Terlebih, menurut studi itu, sebagian besar masyarakat Indonesia menggemari muatan hiburan, baik yang menjadi konsumen atau penonton pasif (56,8 persen), maupun para pengelola yang aktif (content creator) atau produsen-konsumen (43,6 persen).

Selain itu, warga RI pada dasarnya lebih suka menonton ketimbang membaca. Data UNESCO menyebut cuma 0,001 persen warga Indonesia yang memiliki minat baca. Artinya, cuma 1 dari 1000 orang Indonesia yang suka dan aktif membaca.

Cara bikin kecanduan

Austin Rausch, konselor klinis masalah kecanduan hingga depresi, mengungkapkan “penggunaan YouTube yang berlebihan dapat membuat ketagihan karena sifat platform yang menarik, rekomendasi yang dipersonalisasi, dan hal-hal baru yang terus-menerus.”

Menurutnya, perilaku kecanduan teknologi ini berasal dari sistem penghargaan otak, yang melepaskan hormon dopamin selama aktivitas yang menyenangkan.

Sifat adiktif YouTube, katanya, dapat dikaitkan dengan peran dopamin, neurotransmitter (senyawa kimia perantara antar sel saraf atau saraf dengan jaringan tubuh) yang terkait dengan kesenangan dan penghargaan di otak.

“Saat kita menghadapi sesuatu yang baru atau menarik, otak kita melepaskan dopamin, menciptakan sensasi yang menyenangkan.”

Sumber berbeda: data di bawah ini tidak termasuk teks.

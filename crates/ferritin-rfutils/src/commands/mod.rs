pub mod job_name;
pub mod legend;
pub mod msa;
pub mod renumber;

use anyhow::{Context, Result};
use log::info;
use std::fs;
use std::io::{self, Write};
use std::path::Path;

/// Write to `path`, or to stdout when no path is given.
pub(crate) fn write_output(path: Option<&Path>, contents: &str) -> Result<()> {
    match path {
        Some(path) => {
            info!("Writing {:?}", path);
            fs::write(path, contents).with_context(|| format!("failed to write {:?}", path))
        }
        None => {
            let mut stdout = io::stdout().lock();
            stdout.write_all(contents.as_bytes())?;
            stdout.flush()?;
            Ok(())
        }
    }
}
use super::alphabet::{decode_residue, GAP};
use crate::error::MsaError;
use itertools::Itertools;
use ndarray::{Array2, ArrayView1};

/// Alignment
///
/// An encoded multiple sequence alignment: one row per sequence, one column per
/// aligned position, values in `0..=20`. Row 0 is the query.
///
/// Rows always have equal length. An alignment with no rows is valid and empty.
#[derive(Clone, Debug, PartialEq, Eq)]
pub struct Alignment {
    matrix: Array2<u8>,
}

impl Alignment {
    pub fn empty() -> Self {
        Alignment {
            matrix: Array2::zeros((0, 0)),
        }
    }

    /// Build an alignment from encoded rows.
    ///
    /// Every row must have the length of the first one. Codes above 20 are
    /// clamped to the gap code.
    pub fn from_rows(rows: Vec<Vec<u8>>) -> Result<Self, MsaError> {
        let Some(first) = rows.first() else {
            return Ok(Self::empty());
        };
        let expected = first.len();
        if let Some((row, found)) = rows
            .iter()
            .map(Vec::len)
            .enumerate()
            .find(|(_, len)| *len != expected)
        {
            return Err(MsaError::MalformedAlignment {
                row,
                expected,
                found,
            });
        }
        Ok(Self::from_uniform_rows(&rows, expected))
    }

    // callers guarantee every row has `width` entries
    fn from_uniform_rows(rows: &[Vec<u8>], width: usize) -> Self {
        let matrix = Array2::from_shape_fn((rows.len(), width), |(i, j)| rows[i][j].min(GAP));
        Alignment { matrix }
    }

    pub fn matrix(&self) -> &Array2<u8> {
        &self.matrix
    }

    pub fn n_sequences(&self) -> usize {
        self.matrix.nrows()
    }

    pub fn n_columns(&self) -> usize {
        self.matrix.ncols()
    }

    pub fn is_empty(&self) -> bool {
        self.n_sequences() == 0
    }

    pub fn row(&self, index: usize) -> Option<ArrayView1<'_, u8>> {
        (index < self.n_sequences()).then(|| self.matrix.row(index))
    }

    /// The first sequence of the alignment.
    pub fn query(&self) -> Option<ArrayView1<'_, u8>> {
        self.row(0)
    }

    /// Render a row back to text. Codes without a symbol render as `-`.
    pub fn decode_row(&self, index: usize) -> Option<String> {
        self.row(index).map(|row| {
            row.iter()
                .map(|&code| decode_residue(code).unwrap_or('-'))
                .collect()
        })
    }

    /// Collapse identical rows, keeping the first occurrence of each.
    ///
    /// Input order is preserved, so the query remains row 0.
    pub fn dedup(&self) -> Alignment {
        let rows: Vec<Vec<u8>> = self
            .matrix
            .rows()
            .into_iter()
            .map(|row| row.to_vec())
            .unique()
            .collect();
        Self::from_uniform_rows(&rows, self.n_columns())
    }
}

impl Default for Alignment {
    fn default() -> Self {
        Self::empty()
    }
}
//! A3M Alignments
//!
//! A3M files alternate header lines (starting with `>`) with sequence lines.
//! Lowercase letters in a sequence line are insertions relative to the query
//! and are not part of the aligned columns; they are dropped before encoding.
//!
//! ```
//! use ferritin_io::parse_a3m;
//! let aln = parse_a3m(">query\nARND\n>hit\nAkR-D\n").unwrap();
//! assert_eq!(aln.n_sequences(), 2);
//! assert_eq!(aln.decode_row(1).unwrap(), "AR-D");
//! ```
use ferritin_core::{encode_residue, Alignment, MsaError};
use log::debug;
use std::fs::File;
use std::io::{BufRead, BufReader};
use std::path::Path;

/// An A3M reader.
pub struct Reader<R> {
    inner: R,
}

impl<R> Reader<R> {
    /// Returns a reference to the underlying reader.
    pub fn get_ref(&self) -> &R {
        &self.inner
    }
    /// Unwraps and returns the underlying reader.
    pub fn into_inner(self) -> R {
        self.inner
    }
}

impl<R> Reader<R>
where
    R: BufRead,
{
    /// Creates an A3M reader.
    pub fn new(inner: R) -> Self {
        Self { inner }
    }

    /// Reads the remaining input as one alignment.
    pub fn read_alignment(&mut self) -> Result<Alignment, MsaError> {
        let mut rows: Vec<Vec<u8>> = Vec::new();
        // blank lines following a sequence line; dropped if they run to EOF
        let mut blank_run = 0;
        let mut after_header = false;
        let mut line = String::new();
        while self.inner.read_line(&mut line)? > 0 {
            if line.trim().is_empty() && !after_header {
                blank_run += 1;
            } else {
                rows.resize(rows.len() + blank_run, Vec::new());
                blank_run = 0;
                match encode_line(&line) {
                    Some(row) => {
                        rows.push(row);
                        after_header = false;
                    }
                    None => after_header = true,
                }
            }
            line.clear();
        }
        if blank_run > 0 {
            debug!("Ignoring {} blank line(s) at end of input", blank_run);
        }
        let alignment = Alignment::from_rows(rows)?;
        debug!(
            "Parsed A3M alignment: {} sequences x {} columns",
            alignment.n_sequences(),
            alignment.n_columns()
        );
        Ok(alignment)
    }
}

/// Encoded row of a sequence line; `None` for headers.
fn encode_line(line: &str) -> Option<Vec<u8>> {
    if line.starts_with('>') {
        return None;
    }
    Some(
        line.trim_end()
            .chars()
            .filter(|c| !c.is_ascii_lowercase())
            .map(encode_residue)
            .collect(),
    )
}

/// Parse A3M text into an alignment.
pub fn parse_a3m(text: &str) -> Result<Alignment, MsaError> {
    Reader::new(text.as_bytes()).read_alignment()
}

/// Read and parse an A3M file.
pub fn read_a3m_file<P: AsRef<Path>>(path: P) -> Result<Alignment, MsaError> {
    let file = File::open(path)?;
    Reader::new(BufReader::new(file)).read_alignment()
}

“YouTube memanfaatkan hal ini dengan menawarkan aliran beragam video secara terus-menerus yang memenuhi minat spesifik pengguna, sehingga sering menyebabkan pelepasan dopamin saat pengguna menemukan, menikmati, dan terlibat dengan konten,” urainya.

Rausch menuding fitur putar otomatis dan algoritma rekomendasi pada YouTube semakin berkontribusi pada siklus kecanduan ini.